We also have a solution for the **bias** that we already set to zero:

$$\beta_0 = \sum_{i=0}^{n}\alpha_{i}y_{i} = 0$$

</div>

####Dual Form

<div style="background-color:#F7F99C">

The more common form of the SVM Lagrangian is the *dual form*, which we can get if we substitute our solution for the weights, $\beta = \sum_{i=0}^{n}\alpha_{i}y_{i}x_{i}$, into the primal form. We also remember that $\sum_{i=0}^{n}\alpha_{i}y_{i} = 0$.
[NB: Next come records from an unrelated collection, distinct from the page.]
//! Pointer tracking, projection and the per-frame repulsion context

use crate::foundation::math::{utils, Vec2, Vec3};
use crate::render::Camera;

/// Pointer position as reported by the input layer
#[derive(Debug, Clone, Copy, PartialEq, Default)]
pub struct PointerState {
    ndc: Vec2,
    entered: bool,
    over_viewport: bool,
}

impl PointerState {
    /// A pointer that has not entered the viewport yet
    pub fn new() -> Self {
        Self::default()
    }

    /// Record a pointer move in normalized device coordinates
    pub fn move_to(&mut self, ndc_x: f32, ndc_y: f32) {
        self.ndc = Vec2::new(utils::clamp(ndc_x, -1.0, 1.0), utils::clamp(ndc_y, -1.0, 1.0));
        self.entered = true;
        self.over_viewport = true;
    }

    /// Record a pointer move in window pixels (origin top-left, y down)
    pub fn move_to_pixels(&mut self, x: f32, y: f32, viewport_width: f32, viewport_height: f32) {
        if viewport_width <= 0.0 || viewport_height <= 0.0 {
            return;
        }
        self.move_to(x / viewport_width * 2.0 - 1.0, 1.0 - y / viewport_height * 2.0);
    }

    /// Record the pointer leaving the viewport
    pub fn leave(&mut self) {
        self.over_viewport = false;
    }

    /// Last known position in NDC
    pub fn ndc(&self) -> Vec2 {
        self.ndc
    }

    /// Whether the pointer has entered the viewport at least once
    pub fn has_entered(&self) -> bool {
        self.entered
    }

    /// Whether the pointer is over the viewport right now
    pub fn is_over_viewport(&self) -> bool {
        self.over_viewport
    }
}

/// Pointer-derived repulsion centre for one frame
///
/// Recomputed every frame and only read by the integrator.
#[derive(Debug, Clone, Copy, PartialEq)]
pub struct RepulsionContext {
    /// Pointer position on the projection plane
    pub pointer_world: Vec3,
    /// Whether repulsion applies this frame
    pub active: bool,
}

impl RepulsionContext {
    /// No repulsion this frame
    pub fn inactive() -> Self {
        Self {
            pointer_world: Vec3::zeros(),
            active: false,
        }
    }

    /// Repulsion centred at `pointer_world`
    pub fn at(pointer_world: Vec3) -> Self {
        Self {
            pointer_world,
            active: true,
        }
    }
}

impl Default for RepulsionContext {
    fn default() -> Self {
        Self::inactive()
    }
}

/// Casts the pointer onto a plane a fixed distance in front of the camera
#[derive(Debug, Clone, Copy)]
pub struct PointerProjector {
    plane_distance: f32,
}

impl PointerProjector {
    /// Project onto the plane `plane_distance` units along the view axis
    pub fn new(plane_distance: f32) -> Self {
        Self { plane_distance }
    }

    /// Distance of the projection plane from the camera
    pub fn plane_distance(&self) -> f32 {
        self.plane_distance
    }

    /// World position under the pointer, or `None` before the pointer has
    /// ever entered the viewport
    pub fn project(&self, pointer: &PointerState, camera: &Camera) -> Option<Vec3> {
        if !pointer.has_entered() {
            return None;
        }
        let forward = camera.forward();
        if !utils::is_finite(&forward) {
            return None;
        }
        let ndc = pointer.ndc();
        let ray = camera.screen_to_world_ray(ndc.x, ndc.y)?;
        let plane_point = camera.position + forward * self.plane_distance;
        ray.intersect_plane(plane_point, forward)
    }

    /// Build this frame's repulsion context
    pub fn context(&self, pointer: &PointerState, camera: &Camera) -> RepulsionContext {
        if !pointer.is_over_viewport() {
            return RepulsionContext::inactive();
        }
        self.project(pointer, camera)
            .map_or_else(RepulsionContext::inactive, RepulsionContext::at)
    }
}
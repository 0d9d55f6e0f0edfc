//! Scene graph collaborator for point cloud objects

use std::collections::HashMap;

/// Identifier of a renderable point cloud inside the host scene
#[derive(Debug, Clone, Copy, PartialEq, Eq, Hash)]
pub struct SceneObjectId(pub u64);

/// What the host renderer must offer to display particle text
pub trait PointCloudScene {
    /// Create a renderable point cloud sized for `point_count` points
    fn create_point_cloud(&mut self, label: &str, point_count: usize) -> SceneObjectId;

    /// Replace the cloud's buffers with the latest frame
    ///
    /// `positions` holds `x, y, z` triples; `sizes` and `alphas` hold one
    /// value per point.
    fn upload(&mut self, id: SceneObjectId, positions: &[f32], sizes: &[f32], alphas: &[f32]);

    /// Remove the cloud and release its buffers
    fn remove_point_cloud(&mut self, id: SceneObjectId);
}

/// Last buffers uploaded to one cloud of a [`HeadlessScene`]
#[derive(Debug, Clone, Default)]
pub struct UploadedCloud {
    /// Label given at creation
    pub label: String,
    /// Flat positions from the last upload
    pub positions: Vec<f32>,
    /// Sizes from the last upload
    pub sizes: Vec<f32>,
    /// Opacities from the last upload
    pub alphas: Vec<f32>,
    /// Number of uploads received
    pub upload_count: u64,
}

/// Scene that records uploads instead of drawing them
#[derive(Debug, Default)]
pub struct HeadlessScene {
    clouds: HashMap<SceneObjectId, UploadedCloud>,
    next_id: u64,
}

impl HeadlessScene {
    /// Create an empty scene
    pub fn new() -> Self {
        Self::default()
    }

    /// Look up a cloud
    pub fn cloud(&self, id: SceneObjectId) -> Option<&UploadedCloud> {
        self.clouds.get(&id)
    }

    /// Number of live clouds
    pub fn cloud_count(&self) -> usize {
        self.clouds.len()
    }
}

impl PointCloudScene for HeadlessScene {
    fn create_point_cloud(&mut self, label: &str, point_count: usize) -> SceneObjectId {
        let id = SceneObjectId(self.next_id);
        self.next_id += 1;
        self.clouds.insert(
            id,
            UploadedCloud {
                label: label.to_string(),
                positions: Vec::with_capacity(point_count * 3),
                ..Default::default()
            },
        );
        log::debug!("Headless scene created cloud {:?} '{}' ({} points)", id, label, point_count);
        id
    }

    fn upload(&mut self, id: SceneObjectId, positions: &[f32], sizes: &[f32], alphas: &[f32]) {
        let Some(cloud) = self.clouds.get_mut(&id) else {
            log::warn!("Upload to unknown cloud {:?} ignored", id);
            return;
        };
        cloud.positions.clear();
        cloud.positions.extend_from_slice(positions);
        cloud.sizes.clear();
        cloud.sizes.extend_from_slice(sizes);
        cloud.alphas.clear();
        cloud.alphas.extend_from_slice(alphas);
        cloud.upload_count += 1;
    }

    fn remove_point_cloud(&mut self, id: SceneObjectId) {
        if self.clouds.remove(&id).is_none() {
            log::warn!("Removal of unknown cloud {:?} ignored", id);
        }
    }
}

#[cfg(test)]
mod tests {
    use super::*;

    #[test]
    fn test_headless_scene_records_uploads() {
        let mut scene = HeadlessScene::new();
        let id = scene.create_point_cloud("title", 1);
        scene.upload(id, &[1.0, 2.0, 3.0], &[0.5], &[1.0]);
        scene.upload(id, &[4.0, 5.0, 6.0], &[0.5], &[0.25]);

        let cloud = scene.cloud(id).unwrap();
        assert_eq!(cloud.label, "title");
        assert_eq!(cloud.positions, vec![4.0, 5.0, 6.0]);
        assert_eq!(cloud.alphas, vec![0.25]);
        assert_eq!(cloud.upload_count, 2);

        scene.remove_point_cloud(id);
        assert_eq!(scene.cloud_count(), 0);
    }

    #[test]
    fn test_ids_are_not_reused() {
        let mut scene = HeadlessScene::new();
        let a = scene.create_point_cloud("a", 0);
        scene.remove_point_cloud(a);
        let b = scene.create_point_cloud("b", 0);
        assert_ne!(a, b);
    }
}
$$\Lambda(x,y,\alpha) = \frac{1}{2}\sum_{j=0}^{n}\alpha_{j}y_{j}x_{j}^{T}\sum_{i=0}^{n}\alpha_{i}y_{i}x_{i}+\sum_{i=0}^{n}\alpha_{i}\ \cdot (1-y_i(\beta_0 + \sum_{j=0}^{n}\alpha_{j}y_{j}x_{j}^{T}x_{i}))$$

This reorganizes (see appendix) to get the following equation:

</div>

$$\Lambda(x,y,\alpha) = \sum_{i=0}^{n}\alpha_{i}-\frac{1}{2}\sum_{i=0}^{n}\sum_{j=0}^{n}\alpha_{i}\alpha_{j}y_{i}y_{j}x_{i}^{T}x_{j}$$

This is a *dual form* because we see that we are describing the **weights** in terms of $\alpha$. Weights are not present in this equation. If we know all of the $\alpha$ we know the $\beta$; remember the formula $\beta = \sum_{i=0}^{n}\alpha_{i}y_{i}x_{i}$.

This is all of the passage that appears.